None of us were born for this

After the Russian invasion in February, the Armed Forces of Ukraine posted a video showing the humanity of the soldiers fighting for their freedom.

The video shows soldiers in action, captioned with who they really are, in the peaceful, everyday life they should be living: ‘I’m a bus driver’; ‘I’m a younger brother’; ‘I’m a geology student’; even ‘I’m the neighbour who bangs on the radiator’!

The final line in the video says: ‘None of us were born for war. But we are all here to protect our freedom’.

The video is saying that these people aren’t a special elite removed from everyday life. We’re reminded that defending freedom doesn’t tear us away from our real human selves. In fact, the opposite: it’s what keeps us truly human. 

This is exactly why Just Stop Oil doesn’t describe supporters as activists. The term ‘activist’ is to civil resistance what ‘soldier’ is to war: a specialist, niche identity that acts as a metaphorical ‘uniform’, creating barriers and separation.

Ordinary Ukrainians weren’t born for the battlefield. But history has called them there. When their freedom, their very existence, is at stake, what else can they do but defend themselves? 

And in the context of the climate crisis – a war on the whole of humanity – the same applies. No-one was born to climb a gantry over cars hurtling along a motorway. No-one was born to be led away to a cell, with no idea when they’ll see their loved ones again. No-one was born to be insulted and yelled at as they cry out the truth in the serenity of an art gallery. 

But like the soldiers fighting for their freedom in Ukraine, these supporters are answering the call of history. And these times – dragging us all towards unfathomable chaos, destruction and death – call us to bring our everyday selves into new ways of being and acting. 

To answer the call, you don’t have to become an activist. You don’t have to leave behind your job or family responsibilities to take on a radical fringe identity. You’re still you: a loving mum, taxi driver, best friend. But you’re the bigger, braver ‘you’ our devastating times demand: a you who’s defending our freedom, protecting what we love, acting to stop it all being burned to ashes. 

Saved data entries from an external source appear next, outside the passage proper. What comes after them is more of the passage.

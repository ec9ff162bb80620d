use crate::error::GalleryError;
use crate::model::{CreatePhoto, Photo};
use amora_database::{Database, DatabaseError};
use amora_kernel::prelude::ResourceGuard;
use amora_kernel::safe_nanoid;
use chrono::Utc;

const TABLE: &str = "photo";
const FIELDS: &str = "record::id(id) AS id, title, date, imageUrl, liked, createdAt";

#[derive(Debug)]
pub(crate) struct GalleryRepository {
    db: Database,
}

impl GalleryRepository {
    pub(crate) const fn new(db: Database) -> Self {
        Self { db }
    }

    /// Lists all photos, newest first.
    pub(crate) async fn list(&self) -> Result<Vec<Photo>, GalleryError> {
        let photos = self
            .db
            .query(format!("SELECT {FIELDS} FROM {TABLE} ORDER BY date DESC"))
            .await
            .map_err(DatabaseError::from)?
            .take::<Vec<Photo>>(0)
            .map_err(DatabaseError::from)?;

        Ok(photos)
    }

    pub(crate) async fn create(&self, payload: CreatePhoto) -> Result<Photo, GalleryError> {
        let photo = Photo {
            id: safe_nanoid!(),
            title: payload.title,
            date: payload.date,
            image_url: payload.image_url,
            liked: false,
            created_at: Utc::now().to_rfc3339(),
        };

        self.db
            .query(format!(
                "CREATE type::thing('{TABLE}', $id) SET title = $title, date = $date, \
                 imageUrl = $image_url, liked = $liked, createdAt = $created_at"
            ))
            .bind(("id", photo.id.clone()))
            .bind(("title", photo.title.clone()))
            .bind(("date", photo.date.clone()))
            .bind(("image_url", photo.image_url.clone()))
            .bind(("liked", photo.liked))
            .bind(("created_at", photo.created_at.clone()))
            .await
            .map_err(DatabaseError::from)?
            .check()
            .map_err(DatabaseError::from)?;

        Ok(photo)
    }

    /// Flips the photo's `liked` flag. `None` means the photo does not exist.
    pub(crate) async fn toggle_like(&self, id: &str) -> Result<Option<Photo>, GalleryError> {
        let key = ResourceGuard::verify(id, TABLE)?;

        let photo = self
            .db
            .query(format!("UPDATE type::thing('{TABLE}', $id) SET liked = !liked"))
            .query(format!("SELECT {FIELDS} FROM type::thing('{TABLE}', $id)"))
            .bind(("id", key))
            .await
            .map_err(DatabaseError::from)?
            .take::<Vec<Photo>>(1)
            .map_err(DatabaseError::from)?
            .into_iter()
            .next();

        Ok(photo)
    }

    /// Deletes the photo; `false` means it did not exist.
    pub(crate) async fn delete(&self, id: &str) -> Result<bool, GalleryError> {
        let key = ResourceGuard::verify(id, TABLE)?;

        let existing = self
            .db
            .query(format!("SELECT VALUE record::id(id) FROM type::thing('{TABLE}', $id)"))
            .query(format!("DELETE type::thing('{TABLE}', $id)"))
            .bind(("id", key))
            .await
            .map_err(DatabaseError::from)?
            .take::<Vec<String>>(0)
            .map_err(DatabaseError::from)?;

        Ok(!existing.is_empty())
    }
}
//! Escape-sequence rendering: the diff walk and the SGR emitter.
//!
//! The [`Painter`] owns the output byte buffer, the capability table and
//! the emit-side caches, and reconciles a front buffer against a back
//! buffer with the minimum byte stream. It never touches a file
//! descriptor, so the whole rendering path is testable against
//! in-memory buffers.

use vtcap::{Cap, TermCaps};
use vtgrid::{Attr, Cell, CellBuffer, OutputMode, wcwidth};

/// 256-color indices for the grayscale ramp: attribute payloads `1..=26`
/// map onto black, the 24 grays and bright white.
const GRAYSCALE: [u32; 27] = [
    0, 16, 232, 233, 234, 235, 236, 237, 238, 239, 240, 241, 242, 243, 244, 245, 246, 247, 248,
    249, 250, 251, 252, 253, 254, 255, 231,
];

pub(crate) struct Painter {
    caps: TermCaps,
    mode: OutputMode,
    out: Vec<u8>,
    /// Attribute pair the terminal is known to have active, when known.
    last_attrs: Option<(Attr, Attr)>,
    /// Cell the terminal cursor is known to sit on, when known.
    last_pos: Option<(usize, usize)>,
}

impl Painter {
    pub(crate) fn new(caps: TermCaps, mode: OutputMode) -> Painter {
        Painter {
            caps,
            mode,
            out: Vec::with_capacity(32 * 1024),
            last_attrs: None,
            last_pos: None,
        }
    }

    pub(crate) fn caps(&self) -> &TermCaps {
        &self.caps
    }

    pub(crate) fn output_mode(&self) -> OutputMode {
        self.mode
    }

    pub(crate) fn set_output_mode(&mut self, mode: OutputMode) {
        self.mode = mode;
        self.last_attrs = None;
    }

    /// Forget what the terminal is believed to display. Called at the
    /// start of every flush and after any sequence that may reset SGR
    /// state.
    pub(crate) fn invalidate(&mut self) {
        self.last_attrs = None;
        self.last_pos = None;
    }

    /// Take the accumulated byte stream.
    pub(crate) fn take(&mut self) -> Vec<u8> {
        std::mem::take(&mut self.out)
    }

    #[cfg(test)]
    fn bytes(&self) -> &[u8] {
        &self.out
    }

    /// Append the control string for `cap`.
    pub(crate) fn emit(&mut self, cap: Cap) {
        self.out.extend_from_slice(self.caps.func(cap).as_bytes());
    }

    /// Move the terminal cursor to the zero-based cell `(x, y)`.
    pub(crate) fn goto(&mut self, x: usize, y: usize) {
        let mut num = itoa::Buffer::new();
        self.out.extend_from_slice(b"\x1b[");
        self.out.extend_from_slice(num.format(y + 1).as_bytes());
        self.out.push(b';');
        self.out.extend_from_slice(num.format(x + 1).as_bytes());
        self.out.push(b'H');
        self.last_pos = Some((x, y));
    }

    /// Reconcile `front` with `back`, appending the required bytes.
    ///
    /// Both buffers must have the same dimensions. On return
    /// `front == back` and the byte stream, once written, brings the
    /// terminal along.
    pub(crate) fn draw_diff(&mut self, back: &CellBuffer, front: &mut CellBuffer) {
        let (w, h) = back.size();
        for y in 0..h {
            let mut x = 0;
            while x < w {
                let cell = back.cells()[y * w + x];
                let cw = wcwidth(cell.ch).max(1);
                #[allow(clippy::cast_sign_loss)]
                let cw = cw as usize;
                if front.get(x, y) == Some(cell) {
                    x += cw;
                    continue;
                }
                self.set_attrs(cell.fg, cell.bg);
                front.set(x, y, cell);
                if cw == 2 && x == w - 1 {
                    // No room for the right half; a space keeps the grid
                    // from smearing.
                    self.put_char(x, y, ' ');
                } else {
                    self.put_char(x, y, cell.ch);
                    if cw == 2 {
                        front.set(x + 1, y, Cell::continuation(cell.fg, cell.bg));
                    }
                }
                x += cw;
            }
        }
    }

    /// Emit the cell character at `(x, y)`, preceded by a cursor move
    /// unless the terminal cursor already sits there.
    fn put_char(&mut self, x: usize, y: usize, ch: char) {
        if self.last_pos != Some((x, y)) {
            self.goto(x, y);
        }
        let ch = if (ch as u32) < 0x20 { ' ' } else { ch };
        let mut utf8 = [0u8; 4];
        self.out.extend_from_slice(ch.encode_utf8(&mut utf8).as_bytes());
        #[allow(clippy::cast_sign_loss)]
        let cw = wcwidth(ch).max(1) as usize;
        self.last_pos = Some((x + cw, y));
    }

    /// Switch the terminal to the `(fg, bg)` pair: a full reset followed
    /// by the minimum color and style sequences. Skipped when the pair
    /// is already active.
    pub(crate) fn set_attrs(&mut self, fg: Attr, bg: Attr) {
        if self.last_attrs == Some((fg, bg)) {
            return;
        }
        self.last_attrs = Some((fg, bg));
        self.emit(Cap::Sgr0);

        match self.mode {
            OutputMode::Rgb => {
                self.write_rgb_color(fg, false);
                self.write_rgb_color(bg, true);
            }
            OutputMode::Col256 | OutputMode::Col216 | OutputMode::Grayscale => {
                self.write_indexed_color(fg, false);
                self.write_indexed_color(bg, true);
            }
            OutputMode::Normal | OutputMode::Current => {
                self.write_normal_color(fg, false);
                self.write_normal_color(bg, true);
            }
        }

        // Style bits apply to the foreground; reverse works from either
        // side. Background blink is deliberately dropped.
        let styles = fg.styles();
        if styles.contains(Attr::BOLD) {
            self.emit(Cap::Bold);
        }
        if styles.contains(Attr::BLINK) {
            self.emit(Cap::Blink);
        }
        if styles.contains(Attr::HIDDEN) {
            self.emit(Cap::Hidden);
        }
        if styles.contains(Attr::DIM) {
            self.emit(Cap::Dim);
        }
        if styles.contains(Attr::UNDERLINE) {
            self.emit(Cap::Underline);
        }
        if styles.contains(Attr::CURSIVE) {
            self.emit(Cap::Cursive);
        }
        if (fg | bg).contains(Attr::REVERSE) {
            self.emit(Cap::Reverse);
        }
    }

    fn write_normal_color(&mut self, attr: Attr, bg: bool) {
        let c = attr.color_index();
        let code = match c {
            1..=8 => c - 1 + if bg { 40 } else { 30 },
            9..=16 => c - 9 + if bg { 100 } else { 90 },
            _ => return,
        };
        let mut num = itoa::Buffer::new();
        self.out.extend_from_slice(b"\x1b[");
        self.out.extend_from_slice(num.format(code).as_bytes());
        self.out.push(b'm');
    }

    fn write_indexed_color(&mut self, attr: Attr, bg: bool) {
        let c = attr.color_index();
        if c == 0 {
            return;
        }
        let index = match self.mode {
            OutputMode::Col256 => (c - 1).min(255),
            OutputMode::Col216 => c.min(216) - 1 + 0x10,
            OutputMode::Grayscale => GRAYSCALE[c.min(26) as usize],
            _ => unreachable!(),
        };
        let mut num = itoa::Buffer::new();
        self.out
            .extend_from_slice(if bg { b"\x1b[48;5;" } else { b"\x1b[38;5;" });
        self.out.extend_from_slice(num.format(index).as_bytes());
        self.out.push(b'm');
    }

    fn write_rgb_color(&mut self, attr: Attr, bg: bool) {
        if !attr.is_rgb() {
            return;
        }
        let (r, g, b) = attr.as_rgb();
        let mut num = itoa::Buffer::new();
        self.out
            .extend_from_slice(if bg { b"\x1b[48;2;" } else { b"\x1b[38;2;" });
        self.out.extend_from_slice(num.format(r).as_bytes());
        self.out.push(b';');
        self.out.extend_from_slice(num.format(g).as_bytes());
        self.out.push(b';');
        self.out.extend_from_slice(num.format(b).as_bytes());
        self.out.push(b'm');
    }
}

#[cfg(test)]
mod tests {
    use super::*;
    use pretty_assertions::assert_eq;

    fn painter(mode: OutputMode) -> Painter {
        Painter::new(vtcap::load_builtin("xterm").unwrap(), mode)
    }

    fn stream(p: &Painter) -> String {
        String::from_utf8_lossy(p.bytes()).into_owned()
    }

    #[test]
    fn paints_a_changed_cell() {
        let mut p = painter(OutputMode::Normal);
        let mut back = CellBuffer::new(10, 4);
        let mut front = back.clone();
        back.set(0, 0, Cell::new('@', Attr::WHITE, Attr::BLUE));

        p.invalidate();
        p.draw_diff(&back, &mut front);

        assert_eq!(front, back);
        let s = stream(&p);
        assert!(s.contains("\x1b[1;1H"), "cursor move missing: {s:?}");
        assert!(s.contains("\x1b[37m"), "white foreground missing: {s:?}");
        assert!(s.contains("\x1b[44m"), "blue background missing: {s:?}");
        assert!(s.contains('@'));
        // SGR comes before the cursor move and the character.
        assert!(s.find("\x1b[37m").unwrap() < s.find("\x1b[1;1H").unwrap());
        assert!(s.find("\x1b[1;1H").unwrap() < s.find('@').unwrap());
    }

    #[test]
    fn equal_buffers_emit_nothing() {
        let mut p = painter(OutputMode::Normal);
        let mut back = CellBuffer::new(5, 5);
        back.clear(Attr::DEFAULT, Attr::DEFAULT);
        let mut front = back.clone();
        p.draw_diff(&back, &mut front);
        assert!(p.bytes().is_empty());
    }

    #[test]
    fn attribute_runs_reset_once() {
        let mut p = painter(OutputMode::Normal);
        let mut back = CellBuffer::new(4, 1);
        let mut front = back.clone();
        for x in 0..4 {
            back.set(x, 0, Cell::new('x', Attr::RED, Attr::DEFAULT));
        }
        p.draw_diff(&back, &mut front);
        let s = stream(&p);
        // One SGR reset for the whole run of identical attributes.
        assert_eq!(s.matches("\x1b(B\x1b[m").count(), 1);
        // Adjacent cells need no cursor moves beyond the first.
        assert_eq!(s.matches('H').count(), 1);
        assert_eq!(s.matches('x').count(), 4);
    }

    #[test]
    fn wide_character_reserves_a_continuation_cell() {
        let mut p = painter(OutputMode::Normal);
        let mut back = CellBuffer::new(6, 1);
        let mut front = back.clone();
        back.set(1, 0, Cell::new('あ', Attr::DEFAULT, Attr::GREEN));
        p.draw_diff(&back, &mut front);

        assert_eq!(front.get(1, 0).unwrap().ch, 'あ');
        assert_eq!(
            front.get(2, 0).unwrap(),
            Cell::continuation(Attr::DEFAULT, Attr::GREEN)
        );
        assert!(stream(&p).contains('あ'));
    }

    #[test]
    fn wide_character_in_last_column_becomes_a_space() {
        let mut p = painter(OutputMode::Normal);
        let mut back = CellBuffer::new(4, 1);
        let mut front = back.clone();
        back.set(3, 0, Cell::new('あ', Attr::DEFAULT, Attr::DEFAULT));
        p.draw_diff(&back, &mut front);
        let s = stream(&p);
        assert!(!s.contains('あ'));
        assert!(s.ends_with(' '));
    }

    #[test]
    fn control_characters_are_emitted_as_spaces() {
        let mut p = painter(OutputMode::Normal);
        let mut back = CellBuffer::new(2, 1);
        let mut front = back.clone();
        back.set(0, 0, Cell::new('\u{7}', Attr::DEFAULT, Attr::DEFAULT));
        p.draw_diff(&back, &mut front);
        assert!(!p.bytes().contains(&0x07));
    }

    #[test]
    fn default_pair_emits_no_color_codes() {
        let mut p = painter(OutputMode::Normal);
        p.set_attrs(Attr::DEFAULT, Attr::DEFAULT);
        let s = stream(&p);
        assert_eq!(s, "\x1b(B\x1b[m");
    }

    #[test]
    fn bright_palette_uses_the_90_range() {
        let mut p = painter(OutputMode::Normal);
        p.set_attrs(Attr::LIGHT_RED, Attr::DARK_GRAY);
        let s = stream(&p);
        assert!(s.contains("\x1b[91m"));
        assert!(s.contains("\x1b[100m"));
    }

    #[test]
    fn col256_offsets_the_payload_by_one() {
        let mut p = painter(OutputMode::Col256);
        p.set_attrs(Attr::from_bits(200), Attr::from_bits(1));
        let s = stream(&p);
        assert!(s.contains("\x1b[38;5;199m"));
        assert!(s.contains("\x1b[48;5;0m"));
    }

    #[test]
    fn col216_clamps_into_the_cube() {
        let mut p = painter(OutputMode::Col216);
        p.set_attrs(Attr::from_bits(1), Attr::from_bits(500));
        let s = stream(&p);
        assert!(s.contains("\x1b[38;5;16m"));
        // Clamped to the top of the cube: 216 - 1 + 0x10.
        assert!(s.contains("\x1b[48;5;231m"));
    }

    #[test]
    fn grayscale_maps_through_the_ramp() {
        let mut p = painter(OutputMode::Grayscale);
        p.set_attrs(Attr::from_bits(1), Attr::from_bits(26));
        let s = stream(&p);
        assert!(s.contains("\x1b[38;5;16m"));
        assert!(s.contains("\x1b[48;5;231m"));
    }

    #[test]
    fn rgb_unpacks_the_triple() {
        let mut p = painter(OutputMode::Rgb);
        p.set_attrs(Attr::rgb(1, 2, 3), Attr::rgb(250, 128, 0));
        let s = stream(&p);
        assert!(s.contains("\x1b[38;2;1;2;3m"));
        assert!(s.contains("\x1b[48;2;250;128;0m"));
    }

    #[test]
    fn styles_follow_the_color_pair() {
        let mut p = painter(OutputMode::Normal);
        p.set_attrs(Attr::WHITE | Attr::BOLD | Attr::UNDERLINE, Attr::REVERSE);
        let s = stream(&p);
        let bold = s.find("\x1b[1m").unwrap();
        let underline = s.find("\x1b[4m").unwrap();
        let reverse = s.find("\x1b[7m").unwrap();
        let color = s.find("\x1b[37m").unwrap();
        assert!(color < bold && bold < underline && underline < reverse);
    }

    #[test]
    fn background_blink_is_dropped() {
        let mut p = painter(OutputMode::Normal);
        p.set_attrs(Attr::WHITE, Attr::BLUE | Attr::BLINK);
        assert!(!stream(&p).contains("\x1b[5m"));
    }

    #[test]
    fn repeated_pair_is_cached() {
        let mut p = painter(OutputMode::Normal);
        p.set_attrs(Attr::RED, Attr::DEFAULT);
        let len = p.bytes().len();
        p.set_attrs(Attr::RED, Attr::DEFAULT);
        assert_eq!(p.bytes().len(), len);
        p.invalidate();
        p.set_attrs(Attr::RED, Attr::DEFAULT);
        assert!(p.bytes().len() > len);
    }
}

We can’t choose the time we are born into. But we can look at it clearly and choose how to respond. And the reality is this: we are being marched towards a catastrophe that will destroy everything that supports peaceful, ordinary human life: the rule of law,  food security, health provision, safe housing.  A catastrophe that is already burning, flooding and starving peaceful communities across the Global South. And we’re being abandoned by the institutions who are supposed to protect us, to ensure our basic needs are met and that the rule of law can work

These institutions, from our own government to international bodies like COP, are falling apart at the seams. We can’t rely on them to save us when they are rotten to the core. In the face of the biggest crisis humanity has ever known, all they’ve done is licence more oil and gas, expand airports, pump more carbon into the atmosphere. For our ‘leaders’, it seems disaster can’t come quickly enough. 

So it’s down to us. The business owners, the nurses, the annoying neighbours, the computer programmers, the cleaners. The introverts, the extroverts, the Tory voters, the Labour voters, the doctors and the patients, the teachers and the students. All of us.

The media will keep on calling Just Stop Oil supporters ‘activists’. They want to paint supporters as a closed, underground cult: worlds away from the ordinary people whose lives are being ‘disrupted’: the mums who can’t get their kids to school on time; the job seeker who can’t get to an interview.

But that mum, that job-seeker – they are up there on the gantry too. The separation – between activist and ‘real human being’ – is a media fiction, designed to make Just Stop Oil look as weird, fanatical and ‘other’ as possible. 

To go back to the video of the Ukrainian best friends, students and taxi drivers on the battlefield, answering the call of history, one message stands out loud and clear in the face of this fiction:

None of us were born for this. But we are all here to protect our freedom.